YOUR OBJECTIVE: Each record should be copied exactly, and none of them omitted.

....

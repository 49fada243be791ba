use anyhow::{Context, Result};
use serde::{Deserialize, Serialize};
use std::path::{Path, PathBuf};
use tokio::fs;

pub const DEFAULT_CONFIG_FILE: &str = "shot-manager.json";

#[derive(Debug, Clone, Serialize, Deserialize)]
pub struct Config {
    /// Folder whose top-level entries are the shots.
    #[serde(default)]
    pub footage_root: Option<PathBuf>,
    /// Folder the project folder is created in.
    #[serde(default)]
    pub project_base: Option<PathBuf>,
    #[serde(default)]
    pub project_name: Option<String>,
    #[serde(rename = "nuke_path")]
    #[serde(default = "default_tool_path")]
    pub tool_path: PathBuf,
    #[serde(default)]
    pub template_path: Option<PathBuf>,
    #[serde(default)]
    pub setup_script: Option<PathBuf>,
    #[serde(default = "default_script_extension")]
    pub script_extension: String,
}

impl Default for Config {
    fn default() -> Self {
        Self {
            footage_root: None,
            project_base: None,
            project_name: None,
            tool_path: default_tool_path(),
            template_path: None,
            setup_script: None,
            script_extension: default_script_extension(),
        }
    }
}

fn default_script_extension() -> String {
    "nk".to_string()
}

pub fn default_tool_path() -> PathBuf {
    #[cfg(target_os = "windows")]
    {
        PathBuf::from(r"C:\Program Files\Nuke15.0v1\Nuke15.0.exe")
    }

    #[cfg(target_os = "macos")]
    {
        PathBuf::from("/Applications/Nuke15.0v1/Nuke15.0v1.app/Contents/MacOS/Nuke15.0")
    }

    #[cfg(all(unix, not(target_os = "macos")))]
    {
        PathBuf::from("/usr/local/Nuke15.0v1/Nuke15.0")
    }
}

impl Config {
    pub async fn load<P: AsRef<Path>>(path: P) -> Result<Self> {
        let content = fs::read_to_string(&path)
            .await
            .with_context(|| format!("Failed to read config: {}", path.as_ref().display()))?;
        let config: Config = serde_json::from_str(&content)
            .with_context(|| format!("Failed to parse config: {}", path.as_ref().display()))?;

        if config.script_extension.is_empty() {
            anyhow::bail!("{}: script_extension is empty", path.as_ref().display());
        }
        if config.script_extension.starts_with('.') {
            anyhow::bail!(
                "{}: script_extension must not start with '.'",
                path.as_ref().display()
            );
        }

        Ok(config)
    }

    /// Like [`Config::load`], but a missing file yields the defaults.
    pub async fn load_or_default<P: AsRef<Path>>(path: P) -> Result<Self> {
        match fs::metadata(&path).await {
            Ok(_) => Self::load(path).await,
            Err(err) if err.kind() == std::io::ErrorKind::NotFound => {
                tracing::debug!("no config at {}, using defaults", path.as_ref().display());
                Ok(Self::default())
            }
            Err(err) => Err(err)
                .with_context(|| format!("Failed to stat config: {}", path.as_ref().display())),
        }
    }
}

....

RESPONSE FOR THIS EXERCISE:
repository 49fada243be791ba
use anyhow::{Context, Result};
use serde::{Deserialize, Serialize};
use std::path::{Path, PathBuf};
use tokio::fs;

pub const DEFAULT_CONFIG_FILE: &str = "shot-manager.json";

#[derive(Debug, Clone, Serialize, Deserialize)]
pub struct Config {
    /// Folder whose top-level entries are the shots.
    #[serde(default)]
    pub footage_root: Option<PathBuf>,
    /// Folder the project folder is created in.
    #[serde(default)]
    pub project_base: Option<PathBuf>,
    #[serde(default)]
    pub project_name: Option<String>,
    #[serde(rename = "nuke_path")]
    #[serde(default = "default_tool_path")]
    pub tool_path: PathBuf,
    #[serde(default)]
    pub template_path: Option<PathBuf>,
    #[serde(default)]
    pub setup_script: Option<PathBuf>,
    #[serde(default = "default_script_extension")]
    pub script_extension: String,
}

impl Default for Config {
    fn default() -> Self {
        Self {
            footage_root: None,
            project_base: None,
            project_name: None,
            tool_path: default_tool_path(),
            template_path: None,
            setup_script: None,
            script_extension: default_script_extension(),
        }
    }
}

fn default_script_extension() -> String {
    "nk".to_string()
}

pub fn default_tool_path() -> PathBuf {
    #[cfg(target_os = "windows")]
    {
        PathBuf::from(r"C:\Program Files\Nuke15.0v1\Nuke15.0.exe")
    }

    #[cfg(target_os = "macos")]
    {
        PathBuf::from("/Applications/Nuke15.0v1/Nuke15.0v1.app/Contents/MacOS/Nuke15.0")
    }

    #[cfg(all(unix, not(target_os = "macos")))]
    {
        PathBuf::from("/usr/local/Nuke15.0v1/Nuke15.0")
    }
}

impl Config {
    pub async fn load<P: AsRef<Path>>(path: P) -> Result<Self> {
        let content = fs::read_to_string(&path)
            .await
            .with_context(|| format!("Failed to read config: {}", path.as_ref().display()))?;
        let config: Config = serde_json::from_str(&content)
            .with_context(|| format!("Failed to parse config: {}", path.as_ref().display()))?;

        if config.script_extension.is_empty() {
            anyhow::bail!("{}: script_extension is empty", path.as_ref().display());
        }
        if config.script_extension.starts_with('.') {
            anyhow::bail!(
                "{}: script_extension must not start with '.'",
                path.as_ref().display()
            );
        }

        Ok(config)
    }

    /// Like [`Config::load`], but a missing file yields the defaults.
    pub async fn load_or_default<P: AsRef<Path>>(path: P) -> Result<Self> {
        match fs::metadata(&path).await {
            Ok(_) => Self::load(path).await,
            Err(err) if err.kind() == std::io::ErrorKind::NotFound => {
                tracing::debug!("no config at {}, using defaults", path.as_ref().display());
                Ok(Self::default())
            }
            Err(err) => Err(err)
                .with_context(|| format!("Failed to stat config: {}", path.as_ref().display())),
        }
    }
}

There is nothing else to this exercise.